When individual retirement accounts (IRAs) were originally created, their sole purpose was to set up personal retirement savings accounts for working taxpayers, whereby persons could invest funds tax free into the account during their employment years and then withdraw from the account during retirement. From this humble beginning, though, the uses to which IRAs may be put have burgeoned exponentially, turning them into all-purpose investment vehicles. As a result, IRAs often have little to do with their goal of providing retirement income for account holders. In his article, Professor Richard Kaplan explores in detail the preretirement uses of IRAs. Although the tax code imposes a penalty for withdrawing IRA funds before a person reaches a certain age, it also provides various exceptions from this penalty. Specifically, Professor Kaplan examines three recently enacted withdrawal exceptions for home purchases, educational costs, and medical expenses. He argues that all three are inconsistent with the original intent of IRAs and contrary to public policy. First, by removing the tax penalty from these preretirement withdrawals, the exceptions contribute to financial myopia in account holders who may be willing to risk short-term gains for substantial, long-term economic losses.
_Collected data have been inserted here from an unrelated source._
//! Recursive collection of formattable files.

use std::io;
use std::path::{Path, PathBuf};

use walkdir::WalkDir;

use crate::error::{Error, Result};
use crate::formatter::Formatter;

/// Recursively collect every file under `root` whose extension is claimed
/// by `formatter`, in lexical path order.
///
/// Directories and non-matching files are skipped. Symbolic links are not
/// followed, so link cycles cannot recurse forever.
pub fn collect_files(formatter: &dyn Formatter, root: &Path) -> Result<Vec<PathBuf>> {
    if !root.exists() {
        return Err(Error::PathNotFound {
            role: "Directory to format",
            path: root.to_path_buf(),
        });
    }
    if !root.is_dir() {
        return Err(Error::NotADirectory(root.to_path_buf()));
    }

    let mut files = Vec::new();
    for entry in WalkDir::new(root).sort_by_file_name() {
        let entry = entry.map_err(io::Error::from)?;
        if entry.file_type().is_file() && claims_extension(formatter, entry.path()) {
            files.push(entry.into_path());
        }
    }
    Ok(files)
}

/// Case-insensitive membership test against the formatter's extension set.
fn claims_extension(formatter: &dyn Formatter, path: &Path) -> bool {
    let Some(ext) = path.extension().and_then(|ext| ext.to_str()) else {
        return false;
    };
    let ext = ext.to_ascii_lowercase();
    formatter
        .supported_extensions()
        .iter()
        .any(|claimed| *claimed == ext)
}
use crate::coefficient::Ring;
use crate::error::RingTensorError;
use crate::tensor::Tensor;

/// `dst[i] = dst[i] + src[i]` for every logical index, using `dst`'s model.
pub(crate) fn perform_add_inplace<R: Ring>(dst: &Tensor<R>, src: &Tensor<R>) -> Result<(), RingTensorError> {
    let dst_td = dst.read_data();
    let src_td = src.read_data();
    if dst_td.shape != src_td.shape {
        return Err(RingTensorError::ShapeMismatch {
            expected: dst_td.shape.clone(),
            actual: src_td.shape.clone(),
            operation: "add_".to_string(),
        });
    }
    let values = src_td.gather()?;
    let ring = &dst_td.ring;
    let mut slots = dst_td.buffer.write()?;
    for (slot, value) in dst_td.offsets().zip(values.iter()) {
        slots[slot] = ring.add(&slots[slot], value);
    }
    Ok(())
}
use log::debug;

use crate::coefficient::Ring;
use crate::error::RingTensorError;
use crate::tensor::utils::calculate_strides;
use crate::tensor::Tensor;
use crate::tensor_data::TensorData;

use super::contiguous::copy_op;

/// Reinterprets `tensor` with `new_shape`, preserving row-major order.
///
/// A contiguous source yields a view over the same storage. Any other source
/// is first materialized into a contiguous copy, so the result no longer
/// aliases it.
///
/// # Errors
/// `ShapeMismatch` if the element counts differ.
pub(crate) fn reshape_op<R: Ring>(tensor: &Tensor<R>, new_shape: &[usize]) -> Result<Tensor<R>, RingTensorError> {
    let td = tensor.read_data();
    let original_numel = td.numel();
    let new_numel: usize = new_shape.iter().product();

    if original_numel != new_numel {
        return Err(RingTensorError::ShapeMismatch {
            expected: td.shape.clone(),
            actual: new_shape.to_vec(),
            operation: "reshape (numel mismatch)".to_string(),
        });
    }

    let source = if td.is_contiguous() {
        tensor.clone()
    } else {
        debug!(
            "reshape {:?} -> {:?}: source is not contiguous, materializing a copy",
            td.shape, new_shape
        );
        copy_op(tensor)?
    };

    let src = source.read_data();
    Ok(Tensor::from_data(TensorData::new_view(
        src.buffer.clone(),
        src.ring.clone(),
        src.offset,
        new_shape.to_vec(),
        calculate_strides(new_shape),
    )))
}

#[cfg(test)]
#[path = "reshape_test.rs"]
mod tests;
//! Utility functions for reduction operations.

use crate::error::RingTensorError;

/// Validates the axes of a reduction against the rank.
///
/// Returns the axes sorted with duplicates removed, or
/// `RingTensorError::InvalidAxis` for the first axis that is out of range.
pub(crate) fn process_reduction_axes(rank: usize, axes: &[usize]) -> Result<Vec<usize>, RingTensorError> {
    if let Some(&axis) = axes.iter().find(|&&a| a >= rank) {
        return Err(RingTensorError::InvalidAxis { axis, rank });
    }
    let mut processed = axes.to_vec();
    processed.sort_unstable();
    processed.dedup();
    Ok(processed)
}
More importantly, these three exceptions conflict with the fundamental policy driving IRAs—they allow individuals to use IRAs for nonretirement purposes. For this same reason, Professor Kaplan also criticizes the joint beneficiary rules for Roth IRAs, which allow an account holder to appoint a child or grandchild as a joint beneficiary, thereby converting a retirement savings account into a multigenerational trust fund. To return to the primary goal of IRAs as retirement funding accounts, Professor Kaplan calls for the repeal of the three nonretirement use exceptions and the elimination of postdeath IRAs for the benefit of succeeding generations.

About the Author

Richard Kaplan is a Professor of Law at the University of Illinois. He received his B.S. in 1970 from Indiana University and his J.D. in 1976 from Yale University.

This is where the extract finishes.